O governador João Doria decretou quarentena de 15 dias até o próximo 7 de abril, com “o fechamento de todos os serviços não essenciais”, como forma de conter a pandemia que já deixou no estado 30 dos 34 mortos registrados no país, representando 40% dos 1.891 casos diagnosticados até a última segunda-feira no Brasil.
Ainda que não haja proibição de circulação como na Argentina ou Espanha, Doria ordenou que todas as pessoas ficassem em casa, com exceção das que precisam sair para trabalhar ou para alguma atividade essencial.
“Não estamos de férias, estamos em uma guerra (…) Não é hora de sair, a menos que seja algo absolutamente essencial. Entendam que estamos em uma guerra”, disse o governador na segunda-feira (23).
Lojas puseram a medida em prática e em alguns bairros comerciais foram instaladas barricadas para impedir a passagem de veículos.
Porém, em bairros residenciais como nos arredores da Avenida Paulista, parte dos moradores, principalmente os maiores de 60 anos, está relutante em seguir a medida.
“Isso só afeta as pessoas que estão doentes ou tem pouco amor pela vida”, afirma Luiz Andrade, de 71 anos, que saiu para “desfrutar a vida”.
Quem deve sair por obrigação para trabalhar discorda.
“Tinham que ter fechado tudo”, avalia Larissa Miranda, de 18 anos, enquanto limpava incessantemente a máquina registradora da banca de jornal em que trabalha.
“Estou muito preocupada. Para que me serve uma quarentena se para vir (trabalhar) tenho que andar de metrô com outras pessoas?”, questiona.
Nos Jardins, bairro nobre da capital que concentra várias das mais reconhecidas clínicas do país, há um grande trânsito de funcionários da área da saúde, embora as emergências não estejam muito cheias.
A quarentena decretada por Doria não inclui as indústrias do estado de 45,9 milhões de habitantes, responsável por quase um terço do PIB do país.

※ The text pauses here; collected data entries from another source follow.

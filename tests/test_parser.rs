use toyhttpd::http::parser::{ParseError, ParseLimits, parse_http_request};
use toyhttpd::http::request::{Method, Version};
use toyhttpd::http::response::StatusCode;

fn parse(req: &[u8]) -> Result<(toyhttpd::Request, usize), ParseError> {
    parse_http_request(req, &ParseLimits::default())
}

fn limits(max_header_bytes: usize, max_body_bytes: usize) -> ParseLimits {
    ParseLimits {
        max_header_bytes,
        max_body_bytes,
    }
}

#[test]
fn test_parse_simple_get_request() {
    let req = b"GET / HTTP/1.1\r\nHost: example.com\r\n\r\n";
    let (parsed, consumed) = parse(req).unwrap();

    assert_eq!(parsed.method(), "GET");
    assert_eq!(*parsed.method_kind(), Method::GET);
    assert_eq!(parsed.target(), "/");
    assert_eq!(parsed.version(), Version::HTTP_11);
    assert_eq!(parsed.header("Host"), Some("example.com"));
    assert_eq!(consumed, req.len());
}

#[test]
fn test_parse_post_request_with_body() {
    let req = b"POST /api HTTP/1.1\r\nHost: localhost\r\nContent-Length: 5\r\n\r\nhello";
    let (parsed, consumed) = parse(req).unwrap();

    assert_eq!(parsed.method(), "POST");
    assert_eq!(parsed.target(), "/api");
    assert_eq!(parsed.body(), b"hello");
    assert_eq!(consumed, req.len());
}

#[test]
fn test_parse_leaves_pipelined_bytes() {
    let req = b"POST /a HTTP/1.1\r\nContent-Length: 2\r\n\r\nokGET /b HTTP/1.1\r\n\r\n";
    let (first, consumed) = parse(req).unwrap();

    assert_eq!(first.body(), b"ok");
    let (second, rest) = parse(&req[consumed..]).unwrap();
    assert_eq!(second.target(), "/b");
    assert_eq!(consumed + rest, req.len());
}

#[test]
fn test_parse_multiple_headers_in_order() {
    let req = b"GET /path HTTP/1.1\r\nHost: example.com\r\nUser-Agent: test-client\r\nAccept: */*\r\n\r\n";
    let (parsed, _) = parse(req).unwrap();

    let names: Vec<&str> = parsed.headers().iter().map(|(k, _)| k.as_str()).collect();
    assert_eq!(names, ["Host", "User-Agent", "Accept"]);
    assert_eq!(parsed.header("user-agent"), Some("test-client"));
    assert_eq!(parsed.header("ACCEPT"), Some("*/*"));
}

#[test]
fn test_parse_duplicate_headers_preserved() {
    let req = b"GET / HTTP/1.1\r\nAccept: text/html\r\naccept: application/json\r\n\r\n";
    let (parsed, _) = parse(req).unwrap();

    let values: Vec<&str> = parsed.headers_all("Accept").collect();
    assert_eq!(values, ["text/html", "application/json"]);
    assert_eq!(parsed.header("Accept"), Some("text/html"));
}

#[test]
fn test_parse_header_value_whitespace_trimmed() {
    let req = b"GET / HTTP/1.1\r\nX-Pad: \t  padded value \t\r\nX-Empty:\r\n\r\n";
    let (parsed, _) = parse(req).unwrap();

    assert_eq!(parsed.header("X-Pad"), Some("padded value"));
    assert_eq!(parsed.header("X-Empty"), Some(""));
}

#[test]
fn test_parse_folded_header() {
    let req = b"GET / HTTP/1.1\r\nX-Long: first\r\n   second\r\n\tthird\r\nHost: h\r\n\r\n";
    let (parsed, _) = parse(req).unwrap();

    assert_eq!(parsed.header("X-Long"), Some("first second third"));
    assert_eq!(parsed.header("Host"), Some("h"));
}

#[test]
fn test_parse_fold_without_previous_header() {
    let req = b"GET / HTTP/1.1\r\n  orphan\r\n\r\n";
    assert_eq!(parse(req).unwrap_err(), ParseError::InvalidHeader);
}

#[test]
fn test_parse_request_with_path_and_query_string() {
    let req = b"GET /search?q=rust HTTP/1.1\r\nHost: example.com\r\n\r\n";
    let (parsed, _) = parse(req).unwrap();

    assert_eq!(parsed.target(), "/search?q=rust");
    assert_eq!(parsed.path(), "/search");
    assert_eq!(parsed.query(), Some("q=rust"));
}

#[test]
fn test_parse_incomplete_request_missing_blank_line() {
    let req = b"GET / HTTP/1.1\r\nHost: example.com\r\n";
    assert!(matches!(parse(req), Err(ParseError::Incomplete)));
}

#[test]
fn test_parse_incomplete_request_partial_body() {
    let req = b"POST /api HTTP/1.1\r\nContent-Length: 10\r\n\r\nhello";
    assert!(matches!(parse(req), Err(ParseError::Incomplete)));
}

#[test]
fn test_parse_extension_method_kept_verbatim() {
    let req = b"PROPFIND /dav HTTP/1.1\r\n\r\n";
    let (parsed, _) = parse(req).unwrap();

    assert_eq!(parsed.method(), "PROPFIND");
    assert_eq!(*parsed.method_kind(), Method::Extension("PROPFIND".into()));
}

#[test]
fn test_parse_method_is_case_sensitive() {
    let req = b"get / HTTP/1.1\r\n\r\n";
    let (parsed, _) = parse(req).unwrap();

    assert_eq!(parsed.method(), "get");
    assert_ne!(*parsed.method_kind(), Method::GET);
}

#[test]
fn test_parse_invalid_http_method() {
    let req = b"GE(T / HTTP/1.1\r\n\r\n";
    assert!(matches!(parse(req), Err(ParseError::InvalidMethod)));
}

#[test]
fn test_parse_malformed_request_line() {
    for req in [
        &b"GET /\r\n\r\n"[..],
        b"GET  / HTTP/1.1\r\n\r\n",
        b"GET / HTTP/1.1 extra\r\n\r\n",
        b"garbage\r\n\r\n",
    ] {
        assert_eq!(parse(req).unwrap_err(), ParseError::InvalidRequest);
    }
}

#[test]
fn test_parse_invalid_version() {
    for req in [
        &b"GET / HTTP/11\r\n\r\n"[..],
        b"GET / FTP/1.1\r\n\r\n",
        b"GET / HTTP/1.x\r\n\r\n",
    ] {
        assert_eq!(parse(req).unwrap_err(), ParseError::InvalidVersion);
    }
}

#[test]
fn test_parse_non_utf8_request_line() {
    let req = b"\x00\x01\x02\x03garbage\r\n\r\n";
    assert!(parse(req).is_err());
}

#[test]
fn test_parse_malformed_header() {
    let req = b"GET / HTTP/1.1\r\nBrokenHeader\r\n\r\n";
    assert!(matches!(parse(req), Err(ParseError::InvalidHeader)));
}

#[test]
fn test_parse_space_before_colon_rejected() {
    let req = b"GET / HTTP/1.1\r\nHost : example.com\r\n\r\n";
    assert!(matches!(parse(req), Err(ParseError::InvalidHeader)));
}

#[test]
fn test_parse_request_with_empty_body() {
    let req = b"POST /api HTTP/1.1\r\nContent-Length: 0\r\n\r\n";
    let (parsed, _) = parse(req).unwrap();

    assert!(parsed.body().is_empty());
}

#[test]
fn test_parse_request_with_binary_body() {
    let req = b"POST /upload HTTP/1.1\r\nContent-Length: 4\r\n\r\n\x00\x01\x02\x03";
    let (parsed, _) = parse(req).unwrap();

    assert_eq!(parsed.body(), &[0, 1, 2, 3]);
}

#[test]
fn test_parse_body_ignored_without_content_length() {
    let req = b"GET / HTTP/1.1\r\n\r\ntrailing";
    let (parsed, consumed) = parse(req).unwrap();

    assert!(parsed.body().is_empty());
    assert_eq!(consumed, req.len() - "trailing".len());
}

#[test]
fn test_parse_invalid_content_length() {
    for req in [
        &b"POST / HTTP/1.1\r\nContent-Length: abc\r\n\r\n"[..],
        b"POST / HTTP/1.1\r\nContent-Length: -1\r\n\r\n",
        b"POST / HTTP/1.1\r\nContent-Length: 3\r\nContent-Length: 4\r\n\r\nabcd",
    ] {
        assert_eq!(parse(req).unwrap_err(), ParseError::InvalidContentLength);
    }
}

#[test]
fn test_parse_matching_duplicate_content_length() {
    let req = b"POST / HTTP/1.1\r\nContent-Length: 2\r\ncontent-length: 2\r\n\r\nhi";
    let (parsed, _) = parse(req).unwrap();

    assert_eq!(parsed.body(), b"hi");
}

#[test]
fn test_parse_transfer_encoding_unsupported() {
    let req = b"POST / HTTP/1.1\r\nTransfer-Encoding: chunked\r\n\r\n0\r\n\r\n";
    assert_eq!(
        parse(req).unwrap_err(),
        ParseError::UnsupportedTransferEncoding
    );
}

#[test]
fn test_parse_headers_too_large() {
    let mut req = b"GET / HTTP/1.1\r\n".to_vec();
    req.extend(std::iter::repeat_n(b'a', 200));

    assert_eq!(
        parse_http_request(&req, &limits(64, 1024)).unwrap_err(),
        ParseError::HeadersTooLarge
    );

    req.extend_from_slice(b": x\r\n\r\n");
    assert_eq!(
        parse_http_request(&req, &limits(64, 1024)).unwrap_err(),
        ParseError::HeadersTooLarge
    );
}

#[test]
fn test_parse_error_display() {
    assert_eq!(ParseError::InvalidRequest.to_string(), "malformed request line");
    assert!(ParseError::Incomplete.is_incomplete());
    assert!(!ParseError::InvalidHeader.is_incomplete());
}

#[test]
fn test_parse_error_status() {
    assert_eq!(ParseError::InvalidHeader.status(), StatusCode::BadRequest);
    assert_eq!(ParseError::PayloadTooLarge.status(), StatusCode::PayloadTooLarge);
    assert_eq!(
        ParseError::HeadersTooLarge.status(),
        StatusCode::RequestHeaderFieldsTooLarge
    );
    assert_eq!(
        ParseError::UnsupportedTransferEncoding.status(),
        StatusCode::NotImplemented
    );
}

#[test]
fn test_parse_lf_only_request() {
    let req = b"POST /lf HTTP/1.1\nHost: example.com\nContent-Length: 2\n\nhi";
    let (parsed, consumed) = parse(req).unwrap();

    assert_eq!(parsed.target(), "/lf");
    assert_eq!(parsed.version(), Version::HTTP_11);
    assert_eq!(parsed.header("Host"), Some("example.com"));
    assert_eq!(parsed.body(), b"hi");
    assert_eq!(consumed, req.len());
}

#[test]
fn test_parse_mixed_line_endings() {
    let req = b"\nGET / HTTP/1.1\r\nHost: h\nX-Long: a\n b\r\n\nrest";
    let (parsed, consumed) = parse(req).unwrap();

    assert_eq!(parsed.header("Host"), Some("h"));
    assert_eq!(parsed.header("X-Long"), Some("a b"));
    assert_eq!(consumed, req.len() - "rest".len());
}

#[test]
fn test_parse_lf_only_incomplete_until_blank_line() {
    assert_eq!(
        parse(b"GET / HTTP/1.1\nHost: h\n").unwrap_err(),
        ParseError::Incomplete
    );
}

#[test]
fn test_parse_obs_text_value_kept() {
    let req = b"GET / HTTP/1.1\r\nX-Name: caf\xe9\r\nX-Utf8: caf\xc3\xa9\r\n\r\n";
    let (parsed, _) = parse(req).unwrap();

    assert_eq!(parsed.header("X-Name"), Some("caf\u{e9}"));
    assert_eq!(parsed.header("X-Utf8"), Some("café"));
}

#[test]
fn test_parse_control_characters_in_value_rejected() {
    for req in [
        &b"GET / HTTP/1.1\r\nX-Name: a\x00b\r\n\r\n"[..],
        b"GET / HTTP/1.1\r\nX-Name: a\rb\r\n\r\n",
        b"GET / HTTP/1.1\r\nX-Name: a\nInjected: b\x00\r\n\r\n",
        b"GET / HTTP/1.1\r\nX-Name: a\x7f\r\n\r\n",
        b"GET / HTTP/1.1\r\nX-Name: a\r\n b\x01\r\n\r\n",
    ] {
        assert_eq!(parse(req).unwrap_err(), ParseError::InvalidHeader);
    }
}

#[test]
fn test_parse_body_too_large() {
    let req = b"POST / HTTP/1.1\r\nContent-Length: 1000000000000\r\n\r\n";
    assert_eq!(parse(req).unwrap_err(), ParseError::PayloadTooLarge);

    // Rejected before the body arrives
    let req = b"POST / HTTP/1.1\r\nContent-Length: 5\r\n\r\n";
    assert_eq!(
        parse_http_request(req, &limits(1024, 4)).unwrap_err(),
        ParseError::PayloadTooLarge
    );

    let req = b"POST / HTTP/1.1\r\nContent-Length: 4\r\n\r\nabcd";
    let (parsed, _) = parse_http_request(req, &limits(1024, 4)).unwrap();
    assert_eq!(parsed.body(), b"abcd");
}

Doria alegou que a indústria não tem contato direto com o público. E na segunda-feira acrescentou: “Se as fábricas pararem, teremos um colapso, não só em São Paulo”.
São Bernardo do Campo, cinturão industrial da capital, funcionava a todo vapor.
“Só pararam os comércios oficialmente (lojas, shopping), mas tem bastante gente na rua ainda”, conta Fabiola Lúcio, de 29 anos, moradora do centro da cidade.
Desafio social
Os desafios em São Paulo, metrópole de 12,2 milhões de habitantes com consideráveis diferenças sociais, são enormes.
Miriam, de 25 anos, está em situação de rua e vive na Avenida Paulista, junto do marido e do cachorro. Ela fica mais tranquila ao constatar que não está gripada.
“Estou preocupada, claro. A gente enche um galão de água para lavar as mãos”, explica a jovem, que descarta ir para algum abrigo “porque estão cheios de coronavírus”.
Em Paraisópolis, a segunda maior favela da cidade, os moradores se organizam em comitês para enfrentar a crise.
“Temos medo, a situação é bem grave”, ressalta Gilson Rodrigues, presidente da União dos Moradores de Paraisópolis.
Rodrigues ressalta que os desafios habitacionais e socioeconômicos dificultam o cumprimento de uma quarentena nesta comunidade, que tem mais de 100.000 habitantes.